Çocukları mutlu etmenin sizdeki karşılığı ne?
Mardinli değilim ve 8 yıldır Mardin’deyim. Burada kalmak için kuvvetli sebebe ihtiyacınız olabilir. Kimisi maddiyatla kimisi kariyerle tatmin olur. Bizim motivasyonumuz çocukların günlük hallerindeki değişimi görmek, yaptığımız şeyin karşılığını anında almak. Mutluluktan çok denge arıyoruz. Çocuğun gülmesinden eğlenmesinden öte daha dengeli ve farkında olmasını önemsiyoruz.

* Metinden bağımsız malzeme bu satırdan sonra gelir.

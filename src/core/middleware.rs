//! 核心中间件模块

use axum::{
    extract::Request,
    http::HeaderValue,
    middleware::Next,
    response::Response,
};
use std::time::Instant;
use tracing::info;
use uuid::Uuid;

pub const REQUEST_ID_HEADER: &str = "x-request-id";

/// 请求日志中间件
///
/// 记录方法、路径、状态码和耗时，并在响应上附加 `x-request-id`。
pub async fn request_logging_middleware(req: Request, next: Next) -> Response {
    let start = Instant::now();
    let request_id = Uuid::new_v4().to_string();
    let method = req.method().clone();
    let uri = req.uri().clone();
    let user_agent = req
        .headers()
        .get("user-agent")
        .and_then(|h| h.to_str().ok())
        .map(|s| s.to_string());

    let mut response = next.run(req).await;
    let status = response.status();
    let duration = start.elapsed();

    info!(
        "[{}] {} {} - {} - {}ms - User-Agent: {:?}",
        request_id,
        method,
        uri,
        status,
        duration.as_millis(),
        user_agent
    );

    if let Ok(value) = HeaderValue::from_str(&request_id) {
        response.headers_mut().insert(REQUEST_ID_HEADER, value);
    }

    response
}
//! 服务启动：根据配置选择存储、组装路由并监听

use std::sync::Arc;
use std::time::Duration;

use anyhow::Context;
use tokio::net::TcpListener;
use tracing::{info, warn};

use crate::app::build_router;
use crate::app::product::handler::AppState;
use crate::app::product::service::ProductService;
use crate::config::{Config, StoreBackend};
use crate::infrastructure::database::DatabaseManager;
use crate::infrastructure::store::{MemoryProductStore, PgProductStore, ProductStore};

/// 根据配置创建存储
pub async fn open_store(config: &Config) -> anyhow::Result<Arc<dyn ProductStore>> {
    match config.database.backend {
        StoreBackend::Postgres => {
            let db = &config.database;
            let manager = DatabaseManager::connect(
                &db.url,
                db.max_connections,
                db.min_connections,
                db.acquire_timeout_seconds,
            )
            .await
            .context("failed to connect to database")?;
            manager
                .ensure_schema()
                .await
                .context("failed to create product table")?;

            Ok(Arc::new(PgProductStore::new(manager.get_pool().clone())))
        }
        StoreBackend::Memory => {
            warn!("Using in-memory product store, data is lost on exit");
            Ok(Arc::new(MemoryProductStore::new()))
        }
    }
}

pub fn app_state(store: Arc<dyn ProductStore>) -> AppState {
    AppState {
        product_service: ProductService::new(store),
    }
}

/// 在已绑定的监听器上运行服务，直到收到 Ctrl+C
pub async fn serve(
    listener: TcpListener,
    store: Arc<dyn ProductStore>,
    request_timeout: Duration,
) -> anyhow::Result<()> {
    let app = build_router(app_state(store), request_timeout);

    axum::serve(listener, app)
        .with_graceful_shutdown(shutdown_signal())
        .await
        .context("server error")?;

    info!("Server stopped");
    Ok(())
}

pub async fn run(config: Config) -> anyhow::Result<()> {
    let store = open_store(&config).await?;

    let addr = config.socket_addr()?;
    let listener = TcpListener::bind(addr)
        .await
        .with_context(|| format!("无法绑定到 {}", addr))?;

    info!("🚀 Product catalog running on http://{}", listener.local_addr()?);
    info!("📖 API 端点:");
    info!("   GET    /api/product      - 获取所有产品");
    info!("   POST   /api/product/:id  - 按 id 查询产品");
    info!("   GET    /api/product/:id  - 按 id 获取产品");
    info!("   POST   /api/product      - 创建产品");
    info!("   PUT    /api/product      - 更新产品");
    info!("   DELETE /api/product/:id  - 删除产品");
    info!("   GET    /health           - 健康检查");

    serve(
        listener,
        store,
        Duration::from_secs(config.http.timeout_seconds),
    )
    .await
}

async fn shutdown_signal() {
    if let Err(e) = tokio::signal::ctrl_c().await {
        warn!("Failed to listen for shutdown signal: {}", e);
        std::future::pending::<()>().await;
    }
    info!("Shutdown signal received");
}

Bu da yaşam boyu mutluluğa katkı sağlayacak bir şey. Bu işe çok inanıyorum. Verimli olduğumu hissediyorum. Çocukları gerçekten çok seviyorum ve gücü onlardan alıyorum. Koşullar her zaman iyi olmuyor ama yine de bu yaşamı tercih ederim.
Size katkı sağlamak isteyenler neler yapabilir?
Gönüllü olabilirler, bizi paylaşabilirler, fon sağlayan bireysel şirketlerle kurumlarla bizi irtibata geçirebilirler. Web sitemizdeki bağış sisteminden bağış yapabilirler.